ASSIGNMENT => Restate verbatim the span of lines below between the line with "struct PerEntryTtl;" and the line with "self.entries.invalidate_all();", including those two lines, and only that span.

INFORMATION GIVEN =>
//! In-memory TTL cache backed by moka.

use std::time::{Duration, Instant};

use async_trait::async_trait;
use moka::future::Cache as MokaCache;
use moka::policy::EvictionPolicy;
use moka::Expiry;

use super::{glob_to_regex, Cache, CacheError};
use crate::config::MAX_CACHE_ENTRIES;

/// Stored value plus the TTL it was written with.
#[derive(Clone)]
struct Timed<V> {
    value: V,
    ttl: Duration,
}

/// Expires each entry after the TTL given to its own `set` call.
struct PerEntryTtl;

impl<V> Expiry<String, Timed<V>> for PerEntryTtl {
    fn expire_after_create(
        &self,
        _key: &String,
        value: &Timed<V>,
        _created_at: Instant,
    ) -> Option<Duration> {
        Some(value.ttl)
    }

    fn expire_after_update(
        &self,
        _key: &String,
        value: &Timed<V>,
        _updated_at: Instant,
        _duration_until_expiry: Option<Duration>,
    ) -> Option<Duration> {
        Some(value.ttl)
    }
}

/// Process-local cache bounded by entry count.
///
/// When full, the least recently used entry is evicted.
pub struct MemoryCache<V> {
    entries: MokaCache<String, Timed<V>>,
}

impl<V> Default for MemoryCache<V>
where
    V: Clone + Send + Sync + 'static,
{
    fn default() -> Self {
        Self::new(MAX_CACHE_ENTRIES)
    }
}

impl<V> MemoryCache<V>
where
    V: Clone + Send + Sync + 'static,
{
    pub fn new(max_entries: usize) -> Self {
        let entries = MokaCache::builder()
            .max_capacity(max_entries.max(1) as u64)
            .eviction_policy(EvictionPolicy::lru())
            .expire_after(PerEntryTtl)
            .build();
        Self { entries }
    }
}

#[async_trait]
impl<V> Cache<V> for MemoryCache<V>
where
    V: Clone + Send + Sync + 'static,
{
    async fn get(&self, key: &str) -> Option<V> {
        self.entries.get(key).await.map(|timed| timed.value)
    }

    async fn set(&self, key: &str, value: V, ttl: Duration) -> Result<(), CacheError> {
        self.entries
            .insert(key.to_string(), Timed { value, ttl })
            .await;
        Ok(())
    }

    async fn invalidate(&self, key: &str) -> Result<bool, CacheError> {
        Ok(self.entries.remove(key).await.is_some())
    }

    async fn invalidate_pattern(&self, pattern: &str) -> Result<usize, CacheError> {
        let re = glob_to_regex(pattern)?;
        let matching: Vec<String> = self
            .entries
            .iter()
            .filter(|(key, _)| re.is_match(key.as_str()))
            .map(|(key, _)| key.to_string())
            .collect();
        for key in &matching {
            self.entries.invalidate(key).await;
        }
        log::debug!("Invalidated {} cache entries matching {pattern}", matching.len());
        Ok(matching.len())
    }

    async fn clear(&self) -> Result<(), CacheError> {
        self.entries.invalidate_all();
        self.entries.run_pending_tasks().await;
        Ok(())
    }

    async fn len(&self) -> usize {
        // moka applies evictions lazily
        self.entries.run_pending_tasks().await;
        self.entries.entry_count() as usize
    }
}

#[cfg(test)]
mod tests {
    use super::*;

    const TTL: Duration = Duration::from_secs(60);

    #[tokio::test]
    async fn test_get_and_set() {
        let cache = MemoryCache::default();
        assert_eq!(cache.get("a").await, None::<u32>);
        cache.set("a", 1u32, TTL).await.unwrap();
        assert_eq!(cache.get("a").await, Some(1));
        assert_eq!(cache.len().await, 1);
    }

    #[tokio::test]
    async fn test_entries_expire_with_their_own_ttl() {
        let cache = MemoryCache::default();
        cache
            .set("short", "v".to_string(), Duration::from_millis(50))
            .await
            .unwrap();
        cache.set("long", "w".to_string(), TTL).await.unwrap();
        assert_eq!(cache.get("short").await.as_deref(), Some("v"));

        tokio::time::sleep(Duration::from_millis(150)).await;
        assert_eq!(cache.get("short").await, None);
        assert_eq!(cache.get("long").await.as_deref(), Some("w"));
    }

    #[tokio::test]
    async fn test_rewrite_takes_new_ttl() {
        let cache = MemoryCache::default();
        cache.set("a", 1u8, TTL).await.unwrap();
        cache.set("a", 2u8, Duration::from_millis(50)).await.unwrap();
        tokio::time::sleep(Duration::from_millis(150)).await;
        assert_eq!(cache.get("a").await, None);
    }

    #[tokio::test]
    async fn test_capacity_is_bounded() {
        let cache = MemoryCache::new(2);
        cache.set("first", 1u8, TTL).await.unwrap();
        cache.set("second", 2u8, TTL).await.unwrap();
        cache.set("third", 3u8, TTL).await.unwrap();

        assert_eq!(cache.len().await, 2);
        assert_eq!(cache.get("first").await, None);
        assert_eq!(cache.get("third").await, Some(3));
    }

    #[tokio::test]
    async fn test_overwrite_does_not_evict() {
        let cache = MemoryCache::new(1);
        cache.set("a", 1u8, TTL).await.unwrap();
        cache.set("a", 2u8, TTL).await.unwrap();
        assert_eq!(cache.get("a").await, Some(2));
        assert_eq!(cache.len().await, 1);
    }

    #[tokio::test]
    async fn test_invalidate_and_pattern() {
        let cache = MemoryCache::default();
        cache.set("whois:a.com", 1u8, TTL).await.unwrap();
        cache.set("whois:b.com", 2u8, TTL).await.unwrap();
        cache.set("ssl:a.com", 3u8, TTL).await.unwrap();

        assert!(cache.invalidate("ssl:a.com").await.unwrap());
        assert!(!cache.invalidate("ssl:a.com").await.unwrap());
        assert_eq!(cache.invalidate_pattern("whois:*").await.unwrap(), 2);
        assert!(cache.is_empty().await);
    }

    #[tokio::test]
    async fn test_clear() {
        let cache = MemoryCache::default();
        cache.set("a", 1u8, TTL).await.unwrap();
        cache.clear().await.unwrap();
        assert_eq!(cache.get("a").await, None);
        assert_eq!(cache.len().await, 0);
    }
}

RESPONSE =>
struct PerEntryTtl;

impl<V> Expiry<String, Timed<V>> for PerEntryTtl {
    fn expire_after_create(
        &self,
        _key: &String,
        value: &Timed<V>,
        _created_at: Instant,
    ) -> Option<Duration> {
        Some(value.ttl)
    }

    fn expire_after_update(
        &self,
        _key: &String,
        value: &Timed<V>,
        _updated_at: Instant,
        _duration_until_expiry: Option<Duration>,
    ) -> Option<Duration> {
        Some(value.ttl)
    }
}

/// Process-local cache bounded by entry count.
///
/// When full, the least recently used entry is evicted.
pub struct MemoryCache<V> {
    entries: MokaCache<String, Timed<V>>,
}

impl<V> Default for MemoryCache<V>
where
    V: Clone + Send + Sync + 'static,
{
    fn default() -> Self {
        Self::new(MAX_CACHE_ENTRIES)
    }
}

impl<V> MemoryCache<V>
where
    V: Clone + Send + Sync + 'static,
{
    pub fn new(max_entries: usize) -> Self {
        let entries = MokaCache::builder()
            .max_capacity(max_entries.max(1) as u64)
            .eviction_policy(EvictionPolicy::lru())
            .expire_after(PerEntryTtl)
            .build();
        Self { entries }
    }
}

#[async_trait]
impl<V> Cache<V> for MemoryCache<V>
where
    V: Clone + Send + Sync + 'static,
{
    async fn get(&self, key: &str) -> Option<V> {
        self.entries.get(key).await.map(|timed| timed.value)
    }

    async fn set(&self, key: &str, value: V, ttl: Duration) -> Result<(), CacheError> {
        self.entries
            .insert(key.to_string(), Timed { value, ttl })
            .await;
        Ok(())
    }

    async fn invalidate(&self, key: &str) -> Result<bool, CacheError> {
        Ok(self.entries.remove(key).await.is_some())
    }

    async fn invalidate_pattern(&self, pattern: &str) -> Result<usize, CacheError> {
        let re = glob_to_regex(pattern)?;
        let matching: Vec<String> = self
            .entries
            .iter()
            .filter(|(key, _)| re.is_match(key.as_str()))
            .map(|(key, _)| key.to_string())
            .collect();
        for key in &matching {
            self.entries.invalidate(key).await;
        }
        log::debug!("Invalidated {} cache entries matching {pattern}", matching.len());
        Ok(matching.len())
    }

    async fn clear(&self) -> Result<(), CacheError> {
        self.entries.invalidate_all();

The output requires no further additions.